Licorice Pizza

Licorice Pizza ★★★★★

I think with Phantom Thread PTA introduced a new pace/rhythm to his films that feels a bit like lifting weights. The couple is fighting (down) and then they get along (up). They’re fighting (down) and then they get along (up), and with each pump there’s some banging set piece, which is the real currency of these movies. Every time the dynamic resets, the film could contentedly stop; we’ve had enough set pieces, enough reps, in this session to be satisfied. But he keeps going, and once more they’re fighting and then they get along and they’re fighting and then they get along, and in a display of incredible stamina, the set pieces don’t let up or even falter.
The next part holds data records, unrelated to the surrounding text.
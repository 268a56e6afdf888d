// Wire models for the restaurant REST API.
//
// Field names follow the server's camelCase JSON. Everything except the id
// is optional: the catalog is scraped from public data and rows routinely
// arrive with gaps. Unknown fields are ignored.

use serde::{Deserialize, Serialize};

/// A restaurant row as returned by `/api/restaurants/*`.
#[derive(Debug, Clone, Default, PartialEq, Serialize, Deserialize)]
#[serde(rename_all = "camelCase")]
pub struct Restaurant {
    pub id: i64,
    #[serde(default)]
    pub restaurant_name: Option<String>,
    #[serde(default)]
    pub branch_name: Option<String>,
    #[serde(default)]
    pub region_name: Option<String>,
    #[serde(default)]
    pub road_address: Option<String>,
    #[serde(default)]
    pub main_menu: Option<String>,
    /// `NORMAL`, `CLOSED`, `PENDING`, or something the server invented later.
    #[serde(default)]
    pub status: Option<String>,

    // Service flags, `"Y"` / `"N"`.
    #[serde(default)]
    pub parking: Option<String>,
    #[serde(default)]
    pub wifi: Option<String>,
    #[serde(default)]
    pub kids_zone: Option<String>,
    #[serde(default)]
    pub delivery: Option<String>,
    #[serde(default)]
    pub smart_order: Option<String>,
    #[serde(default)]
    pub online_reservation: Option<String>,

    #[serde(default)]
    pub opening_hours: Option<String>,
    #[serde(default)]
    pub holiday_info: Option<String>,
    #[serde(default)]
    pub hashtags: Option<String>,
    #[serde(default)]
    pub homepage_url: Option<String>,

    #[serde(default)]
    pub lat: Option<f64>,
    #[serde(default)]
    pub lng: Option<f64>,
}

#[cfg(test)]
#[allow(clippy::unwrap_used)]
mod tests {
    use super::*;
    use serde_json::json;

    #[test]
    fn deserializes_sparse_row() {
        let row: Restaurant = serde_json::from_value(json!({
            "id": 7,
            "restaurantName": "을지면옥",
            "lat": null,
            "someFutureField": true
        }))
        .unwrap();

        assert_eq!(row.id, 7);
        assert_eq!(row.restaurant_name.as_deref(), Some("을지면옥"));
        assert!(row.lat.is_none());
        assert!(row.lng.is_none());
    }

    #[test]
    fn deserializes_service_flags() {
        let row: Restaurant = serde_json::from_value(json!({
            "id": 1,
            "kidsZone": "Y",
            "smartOrder": "N",
            "lat": 37.5,
            "lng": 127.0
        }))
        .unwrap();

        assert_eq!(row.kids_zone.as_deref(), Some("Y"));
        assert_eq!(row.smart_order.as_deref(), Some("N"));
        assert_eq!(row.lat, Some(37.5));
    }
}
With Licorice Pizza specifically I feel like he saved all the best stuff for the last hour. After a pretty pleasant, standard coming-of-age romance arc, the film turns into a joyride collection of unhinged, coked-up shenanigans you’d expect from classic PTA (before of course wrapping up with a delicately sweet conclusion). Which brings me to the point that he introduced this pacing approach with a film that’s more or less alien to everything he’s made prior (Phantom Thread), and he’s continued it with a film that’s the most comprehensive amalgamation of his past work to date.

This also means that the film isn’t quite the return to the tight Punch-Drunk-Love form some people were expecting (though it’s a return to that film in many other regards). It’s bloated for sure, but the kind of bloated where you want to keep eating and are simply too full for all the delicious food in front of you. I remember with Phantom Thread feeling a bit wishy-washy on the back-and-forthness of it and PTA’s decision to keep benching, but familiarity with the film has enriched subsequent viewings, knowing what’s to come and looking forward to scenes and reveling in them in the moment. Not only are these subsequent viewings better but I would argue necessary to properly experience the film.

This is how I feel about albums, too — you can’t really have a proper read on one until you’ve listened to it a few times and understand the structure and can name each song after hearing the first 3 seconds — and this is how I suspect Licorice Pizza will be on subsequent viewings, seeing as how it uses the same framework of Phantom Thread which I love, colored in with all the strokes of every other PTA film which I also love. This was of course my first viewing, but I can’t wait to watch it a hundred more times.